Court of Appeal of Louisiana, First Circuit
Oct 1, 1982
417 So. 2d 456 (La. Ct. App. 1982)

Summary

In Glazer, the Supreme Court stated: "The Commission has not reurged its finding that Mr. Glazer has violated 42:1112B(5) and we accordingly make no decision or comment about such a violation."

Summary of this case from In re Beychok

Opinion

No. 14964.

June 29, 1982. Writ Granted October 1, 1982.

Phillip A. Wittmann, Charles L. Stern, Jr., Stone, Pigman, Walther, Wittmann Hutchinson, New Orleans, Harvey H. Posner, Watson, Blanche, Wilson Posner, Baton Rouge, for appellant.

R. Gray Sexton, Commission on Ethics for Public Employees, Baton Rouge, for appellee.

Before ELLIS, PONDER and SAVOIE, JJ.


Plaintiff appealed from a decision of the Commission on Ethics for Public Employees finding him in violation of La.R.S. 42:1111C(2)(d) and 42:1112B(5) and ordering his resignation from the Mineral Board.

La.R.S. 42:1111C(2)(d) and 42:1112B(5):
"C. Payments for nonpublic service.
(2) No public servant shall receive any thing of economic value for or in consideration of services rendered, or to be rendered, to or for any person during his public service unless such services are:
* * * * *
(d) Neither performed for nor compensated by any person from whom such public servant would be prohibited by R.S. 42:1115 from receiving a gift."
"B. No public servant, except as provided in R.S. 42:1120, shall participate in a transaction involving the governmental entity in which, to his actual knowledge, any of the following persons has a substantial economic interest:
* * * * *
(5) Any person who is a party to an existing contract with such public servant or who owes any thing of economic value to such public servant and who by reason thereof is in a position to affect directly the economic interests of such public servant."

The Commission after finding plaintiff in violation of the two statutes, ordered him to resign within thirty days, barred him from future service on the Mineral Board for four years and notified state mineral lessees that had done business with Glazer Steel that payments made for services rendered would constitute a violation of La.R.S. 42:1117.

La.R.S. 42:1117:
"No public servant or other person shall give, pay, loan, transfer, or deliver or offer to give, pay, loan, transfer, or deliver, directly or indirectly, to any public servant or other person any thing of economic value which such public servant or other person would be prohibited from receiving by any provision of this Part."

The issues on appeal are: 1) the constitutionality of 42:1111C(2)(d) and 42:1112B(5); 2) whether plaintiff has personally participated in transactions in violation of La.R.S. 42:1112B(5); and 3) whether those provisions permit dealings between state mineral lessees and corporations in which a Mineral Board member has an interest.

We reverse.

Glazer Steel Corporation, the stock of which is owned entirely by plaintiff, is a metal service center which sells material to petroleum companies for the maintenance of their facilities.

The parties stipulated that of 268 companies holding mineral leases with the State of Louisiana and paying royalties, Glazer Steel Corporation did business with seven from April 1, 1980 to March 31, 1981, in the amount of $458,639.85. The total sales to all customers by Glazer Steel Corporation during that period was $40,376,951.00.

Plaintiff first argues that La.R.S. 42:1111C(2)(d) and 42:1112B(5) are penal in nature and are subject to constitutional proscriptions against vagueness and overbreadth.
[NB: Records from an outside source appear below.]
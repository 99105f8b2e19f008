use std::sync::Arc;

use slog::{debug, error, Logger};
use warp::http::StatusCode;
use warp::reject;
use warp::reply::{with_status, Reply, WithStatus};
use warp::Filter;

use crate::environment::Environment;
use crate::errors::BackendError;

pub mod admin;
mod handlers;
mod rejection;
mod response;

pub use internal::*;

/// The maximum form data size to accept. This should be enforced by
/// the HTTP gateway, so on the Rust side it's set to a generous limit
/// for a single image.
const MAX_CONTENT_LENGTH: u64 = 64 * 1024 * 1024;

/// Directory served as-is for stylesheets and other assets.
const PUBLIC_DIR: &str = "public";

/// Assembles every route of the site, including error formatting.
pub fn make_routes(
    environment: Environment,
) -> impl Filter<Extract = (impl Reply,), Error = reject::Rejection> + Clone {
    let logger = environment.logger.clone();

    make_root_route(environment.clone())
        .or(make_list_route(environment.clone()))
        .or(make_new_form_route(environment.clone()))
        .or(make_create_route(environment.clone()))
        .or(make_edit_form_route(environment.clone()))
        .or(make_delete_route(environment.clone()))
        .or(make_retrieve_route(environment.clone()))
        .or(make_update_route(environment))
        .or(admin::make_healthz_route())
        .or(warp::get().and(warp::fs::dir(PUBLIC_DIR)))
        .recover(move |r| format_rejection(logger.clone(), r))
}

pub async fn format_rejection(
    logger: Arc<Logger>,
    rej: reject::Rejection,
) -> Result<WithStatus<&'static str>, reject::Rejection> {
    if let Some(r) = rej.find::<rejection::Rejection>() {
        let status = status_code_for(&r.error);

        if status.is_server_error() {
            error!(logger, "Backend error"; "context" => ?r.context, "error" => ?r.error, "status" => %status, "message" => %r.error);
        } else {
            debug!(logger, "Request rejected"; "context" => ?r.context, "status" => %status, "message" => %r.error);
        }

        return Ok(with_status(r.public_message(), status));
    }

    Err(rej)
}

fn status_code_for(e: &BackendError) -> StatusCode {
    use BackendError::*;

    match e {
        NotFound { .. } => StatusCode::NOT_FOUND,
        PartsMissing { .. } | MalformedFormSubmission => StatusCode::BAD_REQUEST,
        _ => StatusCode::INTERNAL_SERVER_ERROR,
    }
}

mod internal {
    use std::collections::HashMap;

    use warp::filters::multipart::{form, FormData};
    use warp::filters::BoxedFilter;
    use warp::path::end;
    use warp::Filter;
    use warp::Reply;
    use warp::{get as g, path as p, path::param as par, post, reject};

    use super::rejection::{Context, Rejection};
    use super::{handlers, MAX_CONTENT_LENGTH};
    use crate::environment::Environment;
    use crate::io::{parse_submission, Submission};

    type Route = BoxedFilter<(Box<dyn Reply>,)>;

    macro_rules! route_filter {
    ($route_variable:ident; $first:expr) => (let $route_variable = $route_variable.and($first););
    ($route_variable:ident; $first:expr, $($rest:expr),+) => (
        let $route_variable = $route_variable.and($first);
        route_filter!($route_variable; $($rest),+);
    )
}

    macro_rules! route {
    ($name:ident => $handler:ident, $route_variable:ident; $($filters:expr),+) => (
        pub fn $name(environment: Environment) -> Route {
            let r = environment.urls.reviews_path.clone();

            let $route_variable = warp::any()
                .map(move || environment.clone())
                .and(p(r));

            route_filter!($route_variable; $($filters),+);

            $route_variable.and_then(handlers::$handler)
                .boxed()
        }
    );
}

    route!(make_list_route => list, rt; end(), g());
    route!(make_new_form_route => new_form, rt; p("new"), end(), g());
    route!(make_create_route => create, rt; p("new"), end(), post(), submission());
    route!(make_retrieve_route => retrieve, rt; par::<String>(), end(), g());
    route!(make_edit_form_route => edit_form, rt; par::<String>(), p("edit"), end(), g());
    route!(make_update_route => update, rt; par::<String>(), end(), post(), submission());
    route!(make_delete_route => delete, rt; par::<String>(), p("delete"), end(), post());

    pub fn make_root_route(environment: Environment) -> Route {
        end()
            .and(g())
            .map(move || Box::new(handlers::redirect(environment.urls.reviews())) as Box<dyn Reply>)
            .boxed()
    }

    /// Decodes a create or update form, multipart or urlencoded.
    fn submission() -> BoxedFilter<(Submission,)> {
        let multipart = form()
            .max_length(MAX_CONTENT_LENGTH)
            .and_then(|content: FormData| async move {
                parse_submission(content).await.map_err(reject_submission)
            });

        let urlencoded = warp::body::form().and_then(|fields: HashMap<String, String>| async move {
            Submission::from_urlencoded(fields).map_err(reject_submission)
        });

        multipart.or(urlencoded).unify().boxed()
    }

    fn reject_submission(e: crate::errors::BackendError) -> reject::Rejection {
        Rejection::new(Context::submission(), e).into()
    }
}
use thiserror::Error;

/// Enumerates high-level errors returned by this library.
#[derive(Debug, Error)]
pub enum BackendError {
    /// Represents a lookup for an ID that isn't in the collection.
    #[error("Review {id} not found")]
    NotFound { id: String },

    /// Represents a failure to upload an image to the image host.
    #[error("Failed to upload image")]
    UploadFailed { source: ImageHostError },

    /// Represents a failure to delete an image from the image host.
    #[error("Failed to delete image")]
    DeleteFailed { source: ImageHostError },

    /// Represents a failure to read or write the record file.
    #[error("Record storage unavailable")]
    StorageUnavailable { source: StorageError },

    /// Represents a form submission that couldn't be read.
    #[error("Malformed form submission")]
    MalformedFormSubmission,

    /// Represents a form submission without one of the required fields.
    #[error("Missing form field {field}")]
    PartsMissing { field: &'static str },

    /// Represents a template that failed to compile at startup.
    #[error("Invalid template")]
    InvalidTemplate { source: handlebars::TemplateError },

    /// Represents a failure to render a view.
    #[error("Failed to render view")]
    RenderFailed { source: handlebars::RenderError },

    /// Represents a failure to build the HTTP client.
    #[error("Failed to build HTTP client")]
    HttpClient { source: reqwest::Error },
}

/// Enumerates errors returned by the image host.
#[derive(Debug, Error)]
pub enum ImageHostError {
    /// The request never produced a response.
    #[error("Transport error")]
    Transport { source: reqwest::Error },

    /// The image host answered with an error.
    #[error("Image host returned {status}: {message}")]
    Remote { status: u16, message: String },

    /// The image host answered with something other than the expected JSON.
    #[error("Malformed response from image host")]
    MalformedResponse { source: serde_json::Error },

    /// The API endpoint could not be derived from the configured base.
    #[error("Invalid endpoint")]
    InvalidEndpoint { source: url::ParseError },
}

/// Enumerates errors returned by the record file.
#[derive(Debug, Error)]
pub enum StorageError {
    #[error("I/O error")]
    Io { source: std::io::Error },

    #[error("Malformed record file")]
    Malformed { source: serde_json::Error },

    #[error("Timed out")]
    TimedOut,
}

/// Enumerates errors raised while reading configuration.
#[derive(Debug, Error)]
pub enum ConfigError {
    #[error("must define {name} environment variable")]
    Missing { name: &'static str },

    #[error("could not parse {name} from {value:?}")]
    Invalid { name: &'static str, value: String },
}

impl From<StorageError> for BackendError {
    fn from(source: StorageError) -> Self {
        BackendError::StorageUnavailable { source }
    }
}
use std::time::{Duration, Instant};

use slog::debug;
use warp::{
    http::StatusCode,
    reject,
    reply::{html, with_header, with_status, Reply},
};

use crate::environment::Environment;
use crate::errors::BackendError;
use crate::io::Submission;
use crate::routes::rejection::{Context, Rejection};

const SERVER_TIMING_HEADER: &str = "server-timing";
type RouteResult = Result<Box<dyn Reply>, reject::Rejection>;

macro_rules! timed {
    ($($body:tt)+) => {
        let start = Instant::now();

        let result = { $($body)+ };

        Ok(Box::new(with_header(
            result,
            SERVER_TIMING_HEADER,
            format_server_timing(start.elapsed()),
        )) as Box<dyn Reply>)
    };
}

pub async fn list(environment: Environment) -> RouteResult {
    timed! {
        let error_handler = |e: BackendError| Rejection::new(Context::list(), e);

        let reviews = environment.service.list().await.map_err(error_handler)?;

        html(environment.views.list(&reviews).map_err(error_handler)?)
    }
}

pub async fn new_form(environment: Environment) -> RouteResult {
    timed! {
        let page = environment
            .views
            .new_form()
            .map_err(|e| Rejection::new(Context::new_form(), e))?;

        html(page)
    }
}

pub async fn retrieve(environment: Environment, id: String) -> RouteResult {
    timed! {
        let error_handler = |e: BackendError| Rejection::new(Context::retrieve(id.clone()), e);
        debug!(environment.logger, "Retrieving review..."; "id" => &id);

        let review = environment.service.get(&id).await.map_err(error_handler)?;

        html(environment.views.detail(&review).map_err(error_handler)?)
    }
}

pub async fn edit_form(environment: Environment, id: String) -> RouteResult {
    timed! {
        let error_handler = |e: BackendError| Rejection::new(Context::edit_form(id.clone()), e);

        let review = environment.service.get(&id).await.map_err(error_handler)?;

        html(environment.views.edit_form(&review).map_err(error_handler)?)
    }
}

pub async fn create(environment: Environment, submission: Submission) -> RouteResult {
    timed! {
        debug!(environment.logger, "Creating review..."; "with_image" => submission.image.is_some());

        let review = environment
            .service
            .create(submission)
            .await
            .map_err(|e| Rejection::new(Context::create(), e))?;

        redirect(environment.urls.review(review.id()))
    }
}

pub async fn update(environment: Environment, id: String, submission: Submission) -> RouteResult {
    timed! {
        debug!(environment.logger, "Updating review..."; "id" => &id, "with_image" => submission.image.is_some());

        environment
            .service
            .update(&id, submission)
            .await
            .map_err(|e| Rejection::new(Context::update(id.clone()), e))?;

        redirect(environment.urls.review(&id))
    }
}

pub async fn delete(environment: Environment, id: String) -> RouteResult {
    timed! {
        debug!(environment.logger, "Deleting review..."; "id" => &id);

        environment
            .service
            .delete(&id)
            .await
            .map_err(|e| Rejection::new(Context::delete(id.clone()), e))?;

        redirect(environment.urls.reviews())
    }
}

/// Sends the browser to another page after a form post.
pub fn redirect(location: String) -> impl Reply {
    with_status(
        with_header(warp::reply(), "location", location),
        StatusCode::FOUND,
    )
}

fn format_server_timing(seconds: Duration) -> String {
    format!("handler;dur={}", seconds.as_secs_f64() * 1000.0)
}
He contends that the loss of his position with the Mineral Board will impinge on a protected liberty interest and is intended to punish rather than remedy.

The penalties that may be administered by the commission are as follows:
" § 1153. Penalties
B. Upon finding that any public employee this Chapter, the commission by a majority vote of the membership, may remove, suspend, or order a reduction in pay, or demotion of the public employee or other person, or impose a fine of not more than five thousand dollars, or both."
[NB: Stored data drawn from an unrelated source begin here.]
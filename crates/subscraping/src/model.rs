use crate::Error;
use serde::Serialize;
use std::sync::atomic::{AtomicBool, AtomicU64, AtomicUsize, Ordering};
use std::time::Duration;

// region:        --- Results

/// One item emitted by a source while it runs.
#[derive(Debug)]
pub struct SourceResult {
    pub source: String,
    pub kind: ResultKind,
}

#[derive(Debug)]
pub enum ResultKind {
    Subdomain(String),
    Error(Error),
}

impl SourceResult {
    pub fn subdomain(source: &str, value: impl Into<String>) -> Self {
        Self {
            source: source.to_string(),
            kind: ResultKind::Subdomain(value.into()),
        }
    }

    pub fn error(source: &str, err: Error) -> Self {
        Self {
            source: source.to_string(),
            kind: ResultKind::Error(err),
        }
    }

    pub fn as_subdomain(&self) -> Option<&str> {
        match &self.kind {
            ResultKind::Subdomain(value) => Some(value),
            ResultKind::Error(_) => None,
        }
    }

    pub fn is_error(&self) -> bool {
        matches!(self.kind, ResultKind::Error(_))
    }
}

/// Line printed by the CLI in `--json` mode.
#[derive(Debug, Serialize)]
pub struct SubdomainLine<'a> {
    pub source: &'a str,
    pub host: &'a str,
}

// endregion:     --- Results

// region:        --- Statistics

#[derive(Debug, Clone, Default, PartialEq, Eq, Serialize)]
pub struct Statistics {
    pub errors: usize,
    pub results: usize,
    pub time_taken: Duration,
    pub skipped: bool,
}

/// Counters shared between a source and the task spawned by its `run`.
#[derive(Debug, Default)]
pub struct StatsRecorder {
    errors: AtomicUsize,
    results: AtomicUsize,
    time_taken_us: AtomicU64,
    skipped: AtomicBool,
}

impl StatsRecorder {
    pub fn reset(&self) {
        self.errors.store(0, Ordering::SeqCst);
        self.results.store(0, Ordering::SeqCst);
        self.time_taken_us.store(0, Ordering::SeqCst);
        self.skipped.store(false, Ordering::SeqCst);
    }

    pub fn add_error(&self) {
        self.errors.fetch_add(1, Ordering::SeqCst);
    }

    pub fn add_result(&self) {
        self.results.fetch_add(1, Ordering::SeqCst);
    }

    pub fn mark_skipped(&self) {
        self.skipped.store(true, Ordering::SeqCst);
    }

    pub fn set_time_taken(&self, elapsed: Duration) {
        let micros = u64::try_from(elapsed.as_micros()).unwrap_or(u64::MAX);
        self.time_taken_us.store(micros, Ordering::SeqCst);
    }

    pub fn snapshot(&self) -> Statistics {
        Statistics {
            errors: self.errors.load(Ordering::SeqCst),
            results: self.results.load(Ordering::SeqCst),
            time_taken: Duration::from_micros(self.time_taken_us.load(Ordering::SeqCst)),
            skipped: self.skipped.load(Ordering::SeqCst),
        }
    }
}

// endregion:     --- Statistics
The removal of plaintiff from his appointed position and the bar to future eligibility could infringe on plaintiff's liberty interests. See Board of Regents of State Colleges v. Roth, 408 U.S. 564, 92 S.Ct. 2701, 33 L.Ed.2d 548 (1972).
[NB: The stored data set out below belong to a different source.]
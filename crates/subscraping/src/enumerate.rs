use futures::StreamExt;
use std::sync::Arc;
use subscraping::config::{ProviderConfig, SessionConfig};
use subscraping::keys::RandomKeyPicker;
use subscraping::model::{ResultKind, SubdomainLine};
use subscraping::session::{Session, Transport};
use subscraping::sources::{self, Source};
use subscraping::Result;
use tokio_util::sync::CancellationToken;
use tracing::{error, info, instrument, warn};

#[tokio::main]
#[instrument(name = "enumerate", level = "info", skip_all)]
pub async fn enumerate(
    target: &str,
    providers: &ProviderConfig,
    session_config: &SessionConfig,
    json: bool,
) -> Result<()> {
    let session: Arc<dyn Transport> = Arc::new(Session::new(session_config)?);

    let cancel = CancellationToken::new();
    let ctrl_c = cancel.clone();
    tokio::spawn(async move {
        if tokio::signal::ctrl_c().await.is_ok() {
            warn!("Interrupted, finishing current requests");
            ctrl_c.cancel();
        }
    });

    let mut sources = sources::all_sources(Arc::new(RandomKeyPicker));
    for source in sources.iter_mut() {
        let keys = providers.keys_for(&source.name());
        source.add_api_keys(keys);
    }

    for source in sources.iter().filter(|source| source.is_default()) {
        run_source(source.as_ref(), &cancel, target, Arc::clone(&session), json).await;
    }

    Ok(())
}

async fn run_source(
    source: &dyn Source,
    cancel: &CancellationToken,
    target: &str,
    session: Arc<dyn Transport>,
    json: bool,
) {
    let mut results = source.run(cancel.clone(), target, session);
    while let Some(result) = results.next().await {
        match result.kind {
            ResultKind::Subdomain(host) if json => {
                let line = SubdomainLine {
                    source: &result.source,
                    host: &host,
                };
                match serde_json::to_string(&line) {
                    Ok(line) => println!("{}", line),
                    Err(err) => error!("{}: {}", result.source, err),
                }
            }
            ResultKind::Subdomain(host) => println!("{}", host),
            ResultKind::Error(err) => error!("{}: {}", result.source, err),
        }
    }

    let stats = source.statistics();
    if stats.skipped {
        info!("{}: skipped, no api key configured", source.name());
    } else {
        info!(
            "{}: {} results, {} errors in {:?}",
            source.name(),
            stats.results,
            stats.errors,
            stats.time_taken
        );
    }
}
A statute which either forbids conduct or requires the doing of an act and therefore acts as a guide to future conduct is void for vagueness if men of common intelligence must guess at its meanings. Connick v. Lucky Pierre's, 331 So.2d 431 (La. 1976).

Plaintiff contends that the terms "services" and "thing of economic value" in Section 42:1111C(2)(d) and the latter in Section 42:1112B(5) are unconstitutionally vague.

Both phrases are defined by the Code. La.R.S. 42:1102(24) and 42:1102(22). The provisions when read as a whole, adequately provide a person of fair intelligence with fair notice of what conduct is prohibited.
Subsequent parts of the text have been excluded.